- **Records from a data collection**
╔══
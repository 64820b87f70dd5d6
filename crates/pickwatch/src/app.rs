// Draft session and its event loop.
//
// `DraftSession` owns the sync engine, catalog, plan, queue, pick clock and
// panic state, and is built from two injected collaborators: a
// `ConfigProvider` and a `DraftDataProvider`. Everything it learns is pushed
// to the presenter as `DraftEvent`s; it never renders anything itself.

use std::collections::HashSet;
use std::time::Duration;

use tokio::sync::mpsc;
use tokio::time::MissedTickBehavior;
use tracing::{debug, info, warn};

use crate::catalog::PlayerCatalog;
use crate::config::{ConfigProvider, SessionSettings};
use crate::draft::player::Player;
use crate::plan::{generate_plan, DraftPlan};
use crate::protocol::{DraftEvent, PickProcessed, UserCommand};
use crate::provider::DraftDataProvider;
use crate::queue::{MoveDirection, PickQueue};
use crate::recommend::{
    analyze_pick, generate_recommendations, PanicMode, RecommendationContext, RecommendationSet,
};
use crate::sync::{SessionError, SyncEngine, TickOutcome, TurnTransition};
use crate::timer::{ClockEvent, PickClock};

// ---------------------------------------------------------------------------
// Constants
// ---------------------------------------------------------------------------

/// Pick-clock resolution.
pub const CLOCK_TICK: Duration = Duration::from_secs(1);

/// Trending window used to enrich the catalog at session start.
pub const TRENDING_LOOKBACK_HOURS: u32 = 24;
pub const TRENDING_LIMIT: u32 = 50;

// ---------------------------------------------------------------------------
// DraftSession
// ---------------------------------------------------------------------------

pub struct DraftSession {
    config: Box<dyn ConfigProvider>,
    settings: SessionSettings,
    sync: SyncEngine,
    catalog: PlayerCatalog,
    plan: DraftPlan,
    queue: PickQueue,
    clock: PickClock,
    panic: PanicMode,
    /// Player ids from the last recommendation set, for pick analysis.
    last_recommended: HashSet<String>,
    events: mpsc::Sender<DraftEvent>,
}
╚══
- **Task**
Print the records again in full, exactly as they appear above.

- **Answer to the problem**
repository 64820b87f70dd5d6
filename crates/pickwatch/src/app.rs
// Draft session and its event loop.
//
// `DraftSession` owns the sync engine, catalog, plan, queue, pick clock and
// panic state, and is built from two injected collaborators: a
// `ConfigProvider` and a `DraftDataProvider`. Everything it learns is pushed
// to the presenter as `DraftEvent`s; it never renders anything itself.

use std::collections::HashSet;
use std::time::Duration;

use tokio::sync::mpsc;
use tokio::time::MissedTickBehavior;
use tracing::{debug, info, warn};

use crate::catalog::PlayerCatalog;
use crate::config::{ConfigProvider, SessionSettings};
use crate::draft::player::Player;
use crate::plan::{generate_plan, DraftPlan};
use crate::protocol::{DraftEvent, PickProcessed, UserCommand};
use crate::provider::DraftDataProvider;
use crate::queue::{MoveDirection, PickQueue};
use crate::recommend::{
    analyze_pick, generate_recommendations, PanicMode, RecommendationContext, RecommendationSet,
};
use crate::sync::{SessionError, SyncEngine, TickOutcome, TurnTransition};
use crate::timer::{ClockEvent, PickClock};

// ---------------------------------------------------------------------------
// Constants
// ---------------------------------------------------------------------------

/// Pick-clock resolution.
pub const CLOCK_TICK: Duration = Duration::from_secs(1);

/// Trending window used to enrich the catalog at session start.
pub const TRENDING_LOOKBACK_HOURS: u32 = 24;
pub const TRENDING_LIMIT: u32 = 50;

// ---------------------------------------------------------------------------
// DraftSession
// ---------------------------------------------------------------------------

pub struct DraftSession {
    config: Box<dyn ConfigProvider>,
    settings: SessionSettings,
    sync: SyncEngine,
    catalog: PlayerCatalog,
    plan: DraftPlan,
    queue: PickQueue,
    clock: PickClock,
    panic: PanicMode,
    /// Player ids from the last recommendation set, for pick analysis.
    last_recommended: HashSet<String>,
    events: mpsc::Sender<DraftEvent>,
}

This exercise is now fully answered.